A cult or a form of spiritual enlightenment?
By Morgan Hannah, Life & Style Editor
So, there’s this thing—Vipassana meditation—floating around in my social circles, and I thought I’d get to the bottom of what it is in case it ever finds its way to you.
Some call Vipassana ultra-orthodox; some call it a spiritually enlightening Buddhist meditation technique—others have even called it a cult. The meaning of Vipassana in Pali is literally “inward vision,” or to see things as they really are. I’ve spent a good chunk of my time reading the personal blogs of those who’ve attended 10-day Vipassana retreats. The results of the experience are very interesting.

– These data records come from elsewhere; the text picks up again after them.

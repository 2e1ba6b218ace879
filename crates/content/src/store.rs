//! The extraction façade a generation driver talks to.

use std::path::{Path, PathBuf};

use crate::{
    agent::{self, AgentMetadata, McpServerConfig},
    cache::FileCache,
    collection::{self, Collection},
    error::{Error, Result},
    parse::{self, Frontmatter},
    safety, title,
};

/// Extraction façade over a content repository.
///
/// Owns the file-content cache and the allowed root. Every public
/// contract validates its path against the root and runs the fallible
/// parser inside the safe-operation boundary, so callers always get a
/// default (`None` or an empty container) instead of an error, and each
/// failure is logged exactly once.
pub struct ContentStore {
    root: PathBuf,
    cache: FileCache,
}

impl ContentStore {
    #[must_use]
    pub fn new(root: impl Into<PathBuf>) -> Self {
        Self {
            root: root.into(),
            cache: FileCache::new(),
        }
    }

    #[must_use]
    pub fn root(&self) -> &Path {
        &self.root
    }

    #[must_use]
    pub fn cache(&self) -> &FileCache {
        &self.cache
    }

    /// Gate applied before any read of an externally-supplied path.
    fn guard(&self, path: &Path) -> Result<()> {
        if safety::path_within(path, &self.root) {
            Ok(())
        } else {
            Err(Error::path_outside_root(path))
        }
    }

    /// Parsed and normalized frontmatter, or `None` when the path is
    /// rejected, the file is unreadable, or the block is missing or
    /// invalid.
    pub async fn frontmatter(&self, path: &Path) -> Option<Frontmatter> {
        safety::safe_file_op(path, None, async {
            self.guard(path)?;
            parse::parse_frontmatter(&self.cache, path).await.map(Some)
        })
        .await
    }

    /// Parsed collection manifest, or `None` on any failure. Never a
    /// partially-populated collection.
    pub async fn collection(&self, path: &Path) -> Option<Collection> {
        safety::safe_file_op(path, None, async {
            self.guard(path)?;
            collection::parse_collection(&self.cache, path)
                .await
                .map(Some)
        })
        .await
    }

    /// Typed agent metadata, or `None` when no frontmatter is found.
    pub async fn agent_metadata(&self, path: &Path) -> Option<AgentMetadata> {
        safety::safe_file_op(path, None, async {
            self.guard(path)?;
            agent::extract_metadata(&self.cache, path).await.map(Some)
        })
        .await
    }

    /// MCP server names in document order; empty when metadata or the
    /// server map is absent.
    pub async fn mcp_server_names(&self, path: &Path) -> Vec<String> {
        self.agent_metadata(path)
            .await
            .map(|meta| meta.server_names())
            .unwrap_or_default()
    }

    /// Typed MCP server configs in document order; empty when absent.
    pub async fn mcp_server_configs(&self, path: &Path) -> Vec<McpServerConfig> {
        self.agent_metadata(path)
            .await
            .map(|meta| meta.server_configs())
            .unwrap_or_default()
    }

    /// Display title, resolved from frontmatter, the first heading, or
    /// the file name. Always yields something usable.
    pub async fn title(&self, path: &Path) -> String {
        let fallback = title::title_from_path(path);
        safety::safe_file_op(path, fallback, async {
            self.guard(path)?;
            let content = self.cache.read_cached(path).await?;
            Ok(title::resolve_title(path, &content))
        })
        .await
    }

    /// Normalized frontmatter description, when present.
    pub async fn description(&self, path: &Path) -> Option<String> {
        self.frontmatter(path)
            .await
            .and_then(|frontmatter| frontmatter.description().map(str::to_string))
    }
}

#[allow(clippy::unwrap_used, clippy::expect_used)]
#[cfg(test)]
mod tests {
    use super::*;

    fn store_with(files: &[(&str, &str)]) -> (tempfile::TempDir, ContentStore) {
        let tmp = tempfile::tempdir().unwrap();
        for (name, content) in files {
            let path = tmp.path().join(name);
            if let Some(parent) = path.parent() {
                std::fs::create_dir_all(parent).unwrap();
            }
            std::fs::write(path, content).unwrap();
        }
        let store = ContentStore::new(tmp.path());
        (tmp, store)
    }

    #[tokio::test]
    async fn rejects_paths_outside_the_root() {
        let (_tmp, store) = store_with(&[]);
        assert!(store.frontmatter(Path::new("/etc/passwd")).await.is_none());
        assert!(
            store
                .mcp_server_names(&store.root().join("../outside.agent.md"))
                .await
                .is_empty()
        );
        // Title still has its filename fallback.
        assert_eq!(store.title(Path::new("/etc/passwd")).await, "Passwd");
    }

    #[tokio::test]
    async fn extracts_frontmatter_and_description() {
        let (_tmp, store) = store_with(&[(
            "prompts/react.prompt.md",
            "---\ntitle: React Tips\ndescription: 'Hooks and friends   '\n---\n# Ignored\n",
        )]);
        let path = store.root().join("prompts/react.prompt.md");
        let frontmatter = store.frontmatter(&path).await.unwrap();
        assert_eq!(frontmatter.title(), Some("React Tips"));
        assert_eq!(
            store.description(&path).await.as_deref(),
            Some("Hooks and friends")
        );
        assert_eq!(store.title(&path).await, "React Tips");
    }

    #[tokio::test]
    async fn missing_frontmatter_degrades_to_defaults() {
        let (_tmp, store) = store_with(&[(
            "chatmodes/plain.chatmode.md",
            "# Plain Heading\nNo metadata here.\n",
        )]);
        let path = store.root().join("chatmodes/plain.chatmode.md");
        assert!(store.frontmatter(&path).await.is_none());
        assert!(store.agent_metadata(&path).await.is_none());
        assert!(store.mcp_server_names(&path).await.is_empty());
        assert!(store.description(&path).await.is_none());
        // The heading still resolves as the title.
        assert_eq!(store.title(&path).await, "Plain Heading");
    }

    #[tokio::test]
    async fn malformed_collection_is_none() {
        let (_tmp, store) = store_with(&[(
            "collections/broken.collection.yml",
            "invalid: yaml: content: [",
        )]);
        let path = store.root().join("collections/broken.collection.yml");
        assert!(store.collection(&path).await.is_none());
    }

    #[tokio::test]
    async fn collection_parses_through_the_store() {
        let (_tmp, store) = store_with(&[(
            "collections/web.collection.yml",
            "id: web\nname: Web\ndescription: d\ntags: [a, b]\nitems: []\n",
        )]);
        let path = store.root().join("collections/web.collection.yml");
        let collection = store.collection(&path).await.unwrap();
        assert_eq!(collection.tags, ["a", "b"]);
    }

    #[tokio::test]
    async fn repeated_passes_share_one_read() {
        let (_tmp, store) = store_with(&[(
            "agents/demo.agent.md",
            "---\nname: demo-agent\ndescription: d\nmcp-servers:\n  s1:\n    command: run\n---\nBody.\n",
        )]);
        let path = store.root().join("agents/demo.agent.md");

        // The passes a generator makes per file: title, description,
        // server names.
        assert_eq!(store.title(&path).await, "Demo Agent");
        assert_eq!(store.description(&path).await.as_deref(), Some("d"));
        assert_eq!(store.mcp_server_names(&path).await, ["s1"]);

        let stats = store.cache().stats().await;
        assert_eq!(stats[&path].reads, 3);
        assert_eq!(stats[&path].hits, 2);
    }
}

Dhamma.org, a website all about Vipassana, explain the ins and outs of the meditation. Ivy Kwong sums up the rules in her article on Medium: “No talking. No phones or tech. No yoga pants. No working out. No music. No reading. No writing. No killing (even spiders!) No stealing. No masturbation. No sex. No lying. No drugs or alcohol. No moving during ‘sittings of strong determination.’”
These are the rules once you sign the contract for a 10-day Vipassana retreat, of which there are many locations across the world. The closest one to Douglas College being either in Merritt or in Duncan, on Vancouver Island. The retreat, by the way, is free. Everything is paid for by donations from students who have finished the retreat. The retreat includes meals and a room. It’s a simplified type of mediation—essentially sitting for ten hours a day in silence. These ten hours are broken into chunks of two or three hours at a time. You’re not even allowed to talk to fellow students of Vipassana after meditation hours. Weird.
Why would someone assume that this extreme version of meditation is a cult? Well, according to William Matthew in his blog, My Vipassana Meditation Nightmare: A Cautionary Tale, students on these 10-day retreats have been told that “having a sense of ‘I,’ or personal identity is an illusion that only causes harm.” Matthew goes on to say, “if there is no ‘I’ who can say I don’t believe that, or I think you’re full of shit, it makes it very difficult to disagree with anything you’re told and you are much more likely to just absorb what you hear.” Matthew also mentions that there was a lot of talk on “eradicating [your] defilements,” which means purifying yourself. In simpler terms, getting rid of any cravings or urges you might have. These aversions are labelled “sankharas.”
Other observed facts from Matthew’s visit are that students of Vipassana should think of their week meditating as a surgery because they all had “a cancerous growth inside” and “were here to extract it.” If they got rid of their sankharas, they would experience a bit of enlightenment—but only if they don’t question the teacher’s word. Sounds pretty convenient for the teacher, eh?
These are all just the experiences of one guy though, and different than Kwong’s experience mentioned in the Medium article. Ivy describes her experience in the 10-day retreat as more of a strict, intense boot camp for meditation. Things are odd, yes, like how you eat your three meals a day facing a blank wall and not facing your fellow students, or how you’re not allowed to ask questions reflecting poorly on the practices of the retreat. But Ivy doesn’t come to the strong conclusion that she’s trapped in a cult-like retreat, in fact, she states that “It makes sense that [students] weren’t allowed to talk with each other until the last day. Comparison is the thief of all joy,” writes Kwong. So, is Vipassana meditation a cult? No. Is it a cure-all for life’s problems? No. Is it the ultimate way and the only way to enlightenment? No. What is it then?
I’d say that Vipassana meditation is a tool or a technique. By paying attention to your body noticing the slight and significant sensations—and observing rather than reacting to them—we can learn to accept and meditate on them. Like any other tool, if used properly, Vipassana meditation can help you achieve great results in life. In life outside of a 10-day Vipassana meditation retreat, we constantly adjust ourselves around any form of discomfort (physical or mental), but if you’re forced to sit still and endure these discomforts you will see that in time, they will all go away. Like everything in life, this too shall pass.